■ Assigned task
Which lines of the records below contain the word "impl"? Copy each of them out.

■ Exercise data
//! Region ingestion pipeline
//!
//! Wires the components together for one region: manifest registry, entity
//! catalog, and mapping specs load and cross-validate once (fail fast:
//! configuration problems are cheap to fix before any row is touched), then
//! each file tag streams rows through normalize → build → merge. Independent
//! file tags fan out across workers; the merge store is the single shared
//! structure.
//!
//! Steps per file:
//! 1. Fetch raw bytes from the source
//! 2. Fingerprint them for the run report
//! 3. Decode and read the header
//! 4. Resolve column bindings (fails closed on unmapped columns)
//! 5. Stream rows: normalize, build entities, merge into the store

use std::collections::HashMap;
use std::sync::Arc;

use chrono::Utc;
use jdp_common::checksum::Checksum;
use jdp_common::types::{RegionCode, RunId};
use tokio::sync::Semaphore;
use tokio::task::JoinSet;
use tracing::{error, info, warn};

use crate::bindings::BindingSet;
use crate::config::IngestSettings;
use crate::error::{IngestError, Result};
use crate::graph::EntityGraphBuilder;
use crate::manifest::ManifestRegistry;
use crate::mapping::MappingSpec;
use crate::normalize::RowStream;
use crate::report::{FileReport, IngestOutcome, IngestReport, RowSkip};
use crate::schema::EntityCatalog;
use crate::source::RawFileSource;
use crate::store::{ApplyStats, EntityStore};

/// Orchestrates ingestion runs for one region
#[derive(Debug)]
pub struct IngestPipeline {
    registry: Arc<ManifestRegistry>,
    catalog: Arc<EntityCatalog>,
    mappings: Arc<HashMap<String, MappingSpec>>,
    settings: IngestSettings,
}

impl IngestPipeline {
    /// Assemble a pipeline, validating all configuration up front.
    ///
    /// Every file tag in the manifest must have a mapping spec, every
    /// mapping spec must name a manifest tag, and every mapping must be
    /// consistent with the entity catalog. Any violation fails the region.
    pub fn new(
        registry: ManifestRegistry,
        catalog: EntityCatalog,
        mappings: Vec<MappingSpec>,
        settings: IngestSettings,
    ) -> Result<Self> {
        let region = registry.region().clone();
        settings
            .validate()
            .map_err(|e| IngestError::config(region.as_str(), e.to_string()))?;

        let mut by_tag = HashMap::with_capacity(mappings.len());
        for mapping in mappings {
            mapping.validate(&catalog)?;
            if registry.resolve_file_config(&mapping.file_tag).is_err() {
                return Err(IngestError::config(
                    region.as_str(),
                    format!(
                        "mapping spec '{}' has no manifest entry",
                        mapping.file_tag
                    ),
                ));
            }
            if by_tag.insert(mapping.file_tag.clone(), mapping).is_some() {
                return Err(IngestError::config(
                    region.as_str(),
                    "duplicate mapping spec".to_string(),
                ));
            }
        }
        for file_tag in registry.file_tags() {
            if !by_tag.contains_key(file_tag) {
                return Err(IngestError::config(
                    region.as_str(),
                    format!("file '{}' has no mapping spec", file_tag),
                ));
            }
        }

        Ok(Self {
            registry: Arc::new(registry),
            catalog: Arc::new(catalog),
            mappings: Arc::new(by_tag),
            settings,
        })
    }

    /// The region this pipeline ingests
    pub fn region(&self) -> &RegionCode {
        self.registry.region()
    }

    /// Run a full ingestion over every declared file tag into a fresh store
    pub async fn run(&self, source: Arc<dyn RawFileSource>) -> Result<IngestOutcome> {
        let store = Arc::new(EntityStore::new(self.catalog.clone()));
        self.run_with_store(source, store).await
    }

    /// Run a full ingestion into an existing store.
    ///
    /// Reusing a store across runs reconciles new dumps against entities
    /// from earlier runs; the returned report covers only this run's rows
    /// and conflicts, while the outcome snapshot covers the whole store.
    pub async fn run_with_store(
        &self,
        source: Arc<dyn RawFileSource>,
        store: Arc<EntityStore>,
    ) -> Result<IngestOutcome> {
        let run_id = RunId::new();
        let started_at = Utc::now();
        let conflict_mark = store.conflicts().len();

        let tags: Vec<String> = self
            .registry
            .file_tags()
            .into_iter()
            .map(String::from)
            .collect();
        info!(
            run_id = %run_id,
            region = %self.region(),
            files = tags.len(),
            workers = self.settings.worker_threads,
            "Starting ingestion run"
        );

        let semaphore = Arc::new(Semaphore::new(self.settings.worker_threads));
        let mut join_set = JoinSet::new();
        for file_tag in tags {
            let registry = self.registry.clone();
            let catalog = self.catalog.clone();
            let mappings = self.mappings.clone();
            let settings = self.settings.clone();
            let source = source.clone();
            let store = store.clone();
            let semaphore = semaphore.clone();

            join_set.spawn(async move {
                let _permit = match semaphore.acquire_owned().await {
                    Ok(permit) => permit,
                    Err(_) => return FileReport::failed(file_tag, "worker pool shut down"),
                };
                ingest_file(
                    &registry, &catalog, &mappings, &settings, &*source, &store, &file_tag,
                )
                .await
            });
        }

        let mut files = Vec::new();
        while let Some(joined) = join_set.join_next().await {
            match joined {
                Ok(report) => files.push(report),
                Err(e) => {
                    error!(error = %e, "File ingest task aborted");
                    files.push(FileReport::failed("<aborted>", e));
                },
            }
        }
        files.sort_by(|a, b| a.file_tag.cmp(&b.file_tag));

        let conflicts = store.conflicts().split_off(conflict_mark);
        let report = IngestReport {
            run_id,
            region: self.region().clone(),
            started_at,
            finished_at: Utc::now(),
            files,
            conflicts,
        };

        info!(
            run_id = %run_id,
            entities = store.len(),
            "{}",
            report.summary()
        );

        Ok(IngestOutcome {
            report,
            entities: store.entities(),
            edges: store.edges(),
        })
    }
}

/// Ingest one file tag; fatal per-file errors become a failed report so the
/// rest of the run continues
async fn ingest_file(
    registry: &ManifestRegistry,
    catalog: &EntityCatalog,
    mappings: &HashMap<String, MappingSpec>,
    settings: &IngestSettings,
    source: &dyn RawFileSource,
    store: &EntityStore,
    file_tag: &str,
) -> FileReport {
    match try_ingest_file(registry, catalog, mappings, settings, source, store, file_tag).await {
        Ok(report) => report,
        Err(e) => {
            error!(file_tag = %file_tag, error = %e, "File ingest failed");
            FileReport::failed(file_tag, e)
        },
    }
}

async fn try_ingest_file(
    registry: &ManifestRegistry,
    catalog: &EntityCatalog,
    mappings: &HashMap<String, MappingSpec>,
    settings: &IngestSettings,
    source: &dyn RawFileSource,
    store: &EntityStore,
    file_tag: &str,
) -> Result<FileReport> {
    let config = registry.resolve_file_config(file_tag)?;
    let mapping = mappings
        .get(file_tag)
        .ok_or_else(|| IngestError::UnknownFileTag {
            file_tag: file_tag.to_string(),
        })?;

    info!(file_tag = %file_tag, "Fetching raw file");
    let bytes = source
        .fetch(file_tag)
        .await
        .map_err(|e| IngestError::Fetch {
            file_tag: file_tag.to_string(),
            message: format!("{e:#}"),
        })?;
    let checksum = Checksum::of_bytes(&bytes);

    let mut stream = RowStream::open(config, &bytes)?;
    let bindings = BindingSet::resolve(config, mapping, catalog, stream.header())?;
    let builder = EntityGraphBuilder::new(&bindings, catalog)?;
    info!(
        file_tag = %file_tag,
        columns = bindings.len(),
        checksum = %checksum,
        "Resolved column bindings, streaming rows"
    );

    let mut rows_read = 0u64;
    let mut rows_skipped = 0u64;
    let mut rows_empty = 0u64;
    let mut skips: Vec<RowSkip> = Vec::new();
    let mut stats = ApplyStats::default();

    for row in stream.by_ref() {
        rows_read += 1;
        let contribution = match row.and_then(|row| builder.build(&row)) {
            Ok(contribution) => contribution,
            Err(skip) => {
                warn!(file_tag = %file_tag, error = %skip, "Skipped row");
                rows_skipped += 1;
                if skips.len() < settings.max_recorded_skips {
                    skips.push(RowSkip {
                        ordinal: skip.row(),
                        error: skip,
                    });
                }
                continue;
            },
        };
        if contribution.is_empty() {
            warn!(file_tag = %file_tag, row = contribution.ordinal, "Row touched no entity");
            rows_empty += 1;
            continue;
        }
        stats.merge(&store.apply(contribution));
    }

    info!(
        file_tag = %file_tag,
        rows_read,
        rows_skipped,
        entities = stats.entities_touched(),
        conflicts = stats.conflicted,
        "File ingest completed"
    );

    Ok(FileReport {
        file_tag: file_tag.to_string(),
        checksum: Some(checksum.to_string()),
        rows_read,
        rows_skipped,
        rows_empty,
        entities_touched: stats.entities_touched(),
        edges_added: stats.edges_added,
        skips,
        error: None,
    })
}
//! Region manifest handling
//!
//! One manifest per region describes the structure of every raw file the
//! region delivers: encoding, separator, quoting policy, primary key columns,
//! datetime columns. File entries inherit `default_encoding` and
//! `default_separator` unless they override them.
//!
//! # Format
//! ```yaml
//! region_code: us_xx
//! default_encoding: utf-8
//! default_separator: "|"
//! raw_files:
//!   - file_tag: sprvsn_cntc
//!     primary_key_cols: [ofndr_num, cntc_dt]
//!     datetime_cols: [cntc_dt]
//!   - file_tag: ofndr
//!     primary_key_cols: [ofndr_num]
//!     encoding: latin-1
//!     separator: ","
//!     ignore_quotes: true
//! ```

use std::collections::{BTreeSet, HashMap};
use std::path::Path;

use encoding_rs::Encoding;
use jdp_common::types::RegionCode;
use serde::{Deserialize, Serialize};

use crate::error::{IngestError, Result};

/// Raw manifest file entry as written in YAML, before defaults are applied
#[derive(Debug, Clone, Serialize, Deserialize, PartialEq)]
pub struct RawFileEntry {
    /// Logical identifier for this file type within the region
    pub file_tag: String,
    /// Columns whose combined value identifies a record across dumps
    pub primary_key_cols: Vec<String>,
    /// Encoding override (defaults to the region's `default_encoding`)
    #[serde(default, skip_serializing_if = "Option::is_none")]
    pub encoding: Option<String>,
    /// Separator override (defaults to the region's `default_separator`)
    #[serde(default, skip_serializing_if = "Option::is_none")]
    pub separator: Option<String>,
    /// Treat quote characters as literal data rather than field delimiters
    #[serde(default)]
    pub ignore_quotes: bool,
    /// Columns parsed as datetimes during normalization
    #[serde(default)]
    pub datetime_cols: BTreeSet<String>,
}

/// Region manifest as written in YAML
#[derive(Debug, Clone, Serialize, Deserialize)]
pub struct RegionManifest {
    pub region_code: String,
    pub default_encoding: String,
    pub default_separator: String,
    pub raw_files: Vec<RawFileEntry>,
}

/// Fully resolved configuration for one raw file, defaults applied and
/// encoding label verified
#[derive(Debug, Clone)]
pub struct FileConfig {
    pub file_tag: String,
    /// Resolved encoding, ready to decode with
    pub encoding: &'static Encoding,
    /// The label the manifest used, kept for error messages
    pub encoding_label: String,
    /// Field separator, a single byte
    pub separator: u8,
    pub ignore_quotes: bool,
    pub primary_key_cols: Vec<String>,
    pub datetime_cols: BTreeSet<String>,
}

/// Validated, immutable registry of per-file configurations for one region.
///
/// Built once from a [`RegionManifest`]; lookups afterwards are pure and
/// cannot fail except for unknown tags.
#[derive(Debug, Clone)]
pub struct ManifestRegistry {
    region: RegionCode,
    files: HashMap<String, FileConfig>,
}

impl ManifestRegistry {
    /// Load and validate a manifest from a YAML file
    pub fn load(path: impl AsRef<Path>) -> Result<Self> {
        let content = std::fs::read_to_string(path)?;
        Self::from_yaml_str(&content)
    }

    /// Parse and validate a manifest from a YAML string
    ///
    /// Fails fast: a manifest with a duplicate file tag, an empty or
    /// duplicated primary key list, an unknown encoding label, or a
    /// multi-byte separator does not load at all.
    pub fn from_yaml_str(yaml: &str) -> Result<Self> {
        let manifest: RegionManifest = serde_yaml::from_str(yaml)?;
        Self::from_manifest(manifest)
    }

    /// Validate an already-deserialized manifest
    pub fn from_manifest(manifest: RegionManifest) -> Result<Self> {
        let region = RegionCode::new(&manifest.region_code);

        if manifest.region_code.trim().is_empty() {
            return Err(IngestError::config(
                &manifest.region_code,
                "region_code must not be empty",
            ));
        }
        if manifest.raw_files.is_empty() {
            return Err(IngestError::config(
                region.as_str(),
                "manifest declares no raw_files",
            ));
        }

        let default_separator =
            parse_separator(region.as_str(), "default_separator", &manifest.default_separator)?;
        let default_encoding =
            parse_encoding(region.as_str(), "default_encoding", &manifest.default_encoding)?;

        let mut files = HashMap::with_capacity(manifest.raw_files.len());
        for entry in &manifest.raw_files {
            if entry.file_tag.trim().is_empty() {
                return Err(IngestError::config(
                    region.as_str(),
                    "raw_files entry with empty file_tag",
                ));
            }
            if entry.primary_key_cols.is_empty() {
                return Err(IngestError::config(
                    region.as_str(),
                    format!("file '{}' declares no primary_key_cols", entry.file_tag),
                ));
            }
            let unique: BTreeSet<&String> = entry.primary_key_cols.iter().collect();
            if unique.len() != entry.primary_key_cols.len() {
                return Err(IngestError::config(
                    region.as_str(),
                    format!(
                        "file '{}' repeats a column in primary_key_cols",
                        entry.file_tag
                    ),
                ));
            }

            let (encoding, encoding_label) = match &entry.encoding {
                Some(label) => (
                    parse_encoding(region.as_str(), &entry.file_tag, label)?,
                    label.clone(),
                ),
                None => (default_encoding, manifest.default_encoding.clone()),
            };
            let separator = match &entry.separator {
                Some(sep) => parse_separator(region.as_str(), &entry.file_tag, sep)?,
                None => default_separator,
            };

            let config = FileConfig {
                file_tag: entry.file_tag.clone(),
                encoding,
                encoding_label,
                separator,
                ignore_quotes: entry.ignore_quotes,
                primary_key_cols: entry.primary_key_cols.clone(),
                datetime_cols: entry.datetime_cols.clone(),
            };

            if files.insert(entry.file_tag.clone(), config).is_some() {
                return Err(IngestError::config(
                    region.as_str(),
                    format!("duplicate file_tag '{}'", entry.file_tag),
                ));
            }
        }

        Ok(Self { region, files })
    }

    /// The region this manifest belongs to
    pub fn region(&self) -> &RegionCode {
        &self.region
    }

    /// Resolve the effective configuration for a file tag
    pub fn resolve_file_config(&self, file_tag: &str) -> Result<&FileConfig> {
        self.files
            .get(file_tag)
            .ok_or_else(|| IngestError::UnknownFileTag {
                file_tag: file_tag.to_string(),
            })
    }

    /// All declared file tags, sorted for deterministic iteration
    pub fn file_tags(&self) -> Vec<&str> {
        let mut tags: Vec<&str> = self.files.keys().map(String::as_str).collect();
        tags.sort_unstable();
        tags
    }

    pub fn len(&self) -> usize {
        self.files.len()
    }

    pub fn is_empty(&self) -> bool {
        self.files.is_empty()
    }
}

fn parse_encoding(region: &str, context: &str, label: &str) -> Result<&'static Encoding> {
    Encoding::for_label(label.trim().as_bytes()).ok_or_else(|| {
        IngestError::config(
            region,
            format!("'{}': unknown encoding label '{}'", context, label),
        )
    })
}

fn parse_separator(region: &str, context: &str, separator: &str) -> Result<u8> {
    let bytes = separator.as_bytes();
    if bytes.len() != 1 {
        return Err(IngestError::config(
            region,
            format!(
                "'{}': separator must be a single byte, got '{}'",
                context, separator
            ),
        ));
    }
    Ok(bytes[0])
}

■ Response
impl IngestPipeline {
impl ManifestRegistry {
    pub fn load(path: impl AsRef<Path>) -> Result<Self> {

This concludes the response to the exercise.